I know that normal people would never connect this moment of homesickness to a global international crisis. I know this because my sister is a very extraordinarily wonderful normal person who gets confused when a simple road trip leaves me thinking about how the US can better engage with average Afghanis. So, I am prepared for the fact that what I’m about to say will be met with groans by several friends who want me to just “relax… don’t make everything a thing…” and stuff that I totally understand and respect but I have absolutely no ability to do.


As I left the grocery store, I started to think about the refugees fleeing Syria.  I chose this life of constantly feeling out of my depth, never knowing exactly what I’m supposed to be doing or how many social rules I’ve inadvertently broken.

I’ve chosen to leave my family and friends even though if I return to Ohio no one will attempt to throw me off a roof or behead me or sell me as a sex slave.

I can’t imagine the pain of doing all this without a real choice. 

Living overseas – leaving my family and friends behind and moving to this new place –makes everything just a tiny bit harder.  Most of the time, I’m prepared for that challenge.  But some days… some days I just want to throw my basket onto the aisle floor and have myself a good cry because the aisle clearly doesn’t have rubbing alcohol no matter how many times I tell myself it should be right here.

But I’m a privileged migrant.  The reason I’m allowed to start sentences in English without any backlash at all is because of my alabaster skin and Midwest American accent. No one finds me threatening or my presence a grave cause for concern over Danish nationality or British security.

No one is threatening to send the British military to France to stop my movements.

No one is wringing their hands about what my presence does to the welfare state or the cultural norms.

It is cruel that my migration, based solely on professional interests and a desire to travel, is welcomed more than those who are fleeing persecution, forced to relocate not because they want to enjoy a few more jaunts to Madrid but because they face slaughter at home.

The West is not doing enough. We push boats back, refuse to offer real resettlement options, and tell Syria’s neighbors to just suck it up and make it work.  We do not think about the trickle down effect this has on other refugees, like those in Lebanon who are currently unable to register as refugees because the state has legitimately taken in too many Syrians.

Syrian refugees now make up more than a quarter of the Lebanese population. 

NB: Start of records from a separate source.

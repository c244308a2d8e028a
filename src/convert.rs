//! Run coordination: settings → converter → report.
//!
//! [`Engine`] is the library entry point. It selects the converter for the
//! configured [`WorkMode`], runs it to completion and logs a summary line.
//! Configuration errors are the only failure that reaches the caller; see
//! [`run_config_file`].

use crate::error::ConfigError;
use crate::pipeline::img2pdf::ImageToPdfConverter;
use crate::pipeline::pdf2img::PdfToImageConverter;
use crate::pipeline::render::PdfRasterizer;
use crate::progress::{self, ProgressCallback};
use crate::report::{RunReport, RunStatus};
use crate::resolver::load_settings;
use crate::settings::{AppSettings, WorkMode};
use std::path::Path;
use tracing::{info, warn};

/// Executes one conversion run for resolved settings.
pub struct Engine<'a> {
    settings: &'a AppSettings,
    progress: ProgressCallback,
    rasterizer: Option<Box<dyn PdfRasterizer + 'a>>,
}

impl<'a> Engine<'a> {
    pub fn new(settings: &'a AppSettings) -> Self {
        Self {
            settings,
            progress: progress::noop(),
            rasterizer: None,
        }
    }

    /// Receive batch events while the run is in progress.
    pub fn with_progress(mut self, progress: ProgressCallback) -> Self {
        self.progress = progress;
        self
    }

    /// Rasterise PDFs with `rasterizer` instead of binding pdfium.
    ///
    /// Only consulted in [`WorkMode::PdfToImage`].
    pub fn with_rasterizer(mut self, rasterizer: Box<dyn PdfRasterizer + 'a>) -> Self {
        self.rasterizer = Some(rasterizer);
        self
    }

    /// Run the converter selected by the work mode.
    pub fn execute(self) -> RunReport {
        let mode = self.settings.work_mode;
        info!("Engine Work Mode: {mode}");

        let report = match mode {
            WorkMode::ImageToPdf => ImageToPdfConverter::new(self.settings)
                .with_progress(self.progress)
                .run(),
            WorkMode::PdfToImage => {
                let converter =
                    PdfToImageConverter::new(self.settings).with_progress(self.progress);
                match self.rasterizer {
                    Some(rasterizer) => converter.with_rasterizer(rasterizer).run(),
                    None => converter.run(),
                }
            }
        };

        match report.status {
            RunStatus::Completed => info!("Run finished: {}", report.summary()),
            status => warn!("Run stopped early: {status}"),
        }
        report
    }
}

/// Run `settings` with no progress callback and the default rasteriser.
pub fn run(settings: &AppSettings) -> RunReport {
    Engine::new(settings).execute()
}

/// Load the configuration file at `path` and run it.
///
/// # Errors
/// Only configuration errors are returned; conversion problems are logged
/// and recorded in the report.
pub fn run_config_file(path: impl AsRef<Path>) -> Result<RunReport, ConfigError> {
    let resolved = load_settings(path)?;
    Ok(run(&resolved.settings))
}
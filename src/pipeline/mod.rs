//! Pipeline stages and the two converters built from them.
//!
//! Each stage module implements exactly one transformation step, so each is
//! independently testable and the PDF backend can be swapped without
//! touching the batch logic.
//!
//! ## Data Flow
//!
//! ```text
//! img2pdf:  input ──▶ compose ──▶ write
//!           (list)    (lopdf)
//!
//! pdf2img:  input ──▶ render ──▶ encode ──▶ write
//!           (list)    (pdfium)   (image)
//! ```
//!
//! 1. [`input`]   — non-recursive, sorted listing of the input directory
//! 2. [`compose`] — assemble images into a PDF, one page per image
//! 3. [`render`]  — rasterise PDF pages behind the [`render::PdfRasterizer`] seam
//! 4. [`encode`]  — colour conversion, in-memory encoding, create-new writes
//!
//! [`img2pdf`] and [`pdf2img`] drive the stages for a whole directory and
//! record one [`ItemOutcome`] per unit of work.

pub mod compose;
pub mod encode;
pub mod img2pdf;
pub mod input;
pub mod pdf2img;
pub mod render;

use crate::progress::ProgressCallback;
use crate::report::{ItemOutcome, RunReport, RunStatus};
use crate::settings::DirectoriesConfig;
use std::io;
use std::path::{Path, PathBuf};
use tracing::{error, warn};

/// Input files and output directory of a run that passed its preconditions.
pub(crate) struct Batch {
    pub input_dir: PathBuf,
    pub output_dir: PathBuf,
    pub inputs: Vec<PathBuf>,
}

/// Check the input directory, create the output directory and list inputs.
///
/// `kind` names the inputs in log lines ("images", "PDFs").
pub(crate) fn discover(
    dirs: &DirectoriesConfig,
    kind: &str,
    list: fn(&Path) -> io::Result<Vec<PathBuf>>,
) -> Result<Batch, RunStatus> {
    let input_dir = dirs.absolute_input();
    let output_dir = dirs.absolute_output();

    if !input_dir.is_dir() {
        error!("Input directory does not exist: {}", input_dir.display());
        return Err(RunStatus::InputDirMissing);
    }
    if let Err(e) = std::fs::create_dir_all(&output_dir) {
        error!(
            "Failed to create output directory {}: {e}",
            output_dir.display()
        );
        return Err(RunStatus::OutputDirUnavailable);
    }
    let inputs = match list(&input_dir) {
        Ok(inputs) => inputs,
        Err(e) => {
            error!("Failed to read input directory {}: {e}", input_dir.display());
            return Err(RunStatus::InputUnreadable);
        }
    };
    if inputs.is_empty() {
        warn!("No {kind} found in {}", input_dir.display());
        return Err(RunStatus::NoInputs);
    }

    Ok(Batch {
        input_dir,
        output_dir,
        inputs,
    })
}

/// Append `outcome` to `report` and forward it to the progress callback.
pub(crate) fn record(report: &mut RunReport, progress: &ProgressCallback, outcome: ItemOutcome) {
    progress.on_item(&outcome);
    report.items.push(outcome);
}

/// Display name of a path for log lines.
pub(crate) fn file_name(path: &Path) -> String {
    path.file_name()
        .map(|n| n.to_string_lossy().into_owned())
        .unwrap_or_else(|| path.display().to_string())
}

Britain, meanwhile, had resettled 90 Syrians by the end of 2014.  In total.

90.

And now they are treating a few dozen potential refugees like an invading army.

It should be embarrassing for the state, but it’s not.

I could go into the historical reasons why Britain has a bigger obligation than pretty much anyone else to resettle refugees, but I don’t have time.  I’ll just say for now that the UK’s response has been woefully, painfully, horribly racist.


I’ve been trying to figure out how to wrap this post up, and I can’t really.  The best I can do is this:

It’s not easy being a migrant.  It’s not fun or glamorous or cool. Being a real migrant is gathering your courage every single day to speak in a foreign tongue while navigating a system that sounds familiar but simply isn’t.

Being a refugee means doing all of that while not having a real choice in the matter.  It is the bravest attempt to do the most natural of human activities – survive – in the hardest conditions imaginable.

Our refugees deserve better than our contempt. They deserve our love and human kindness.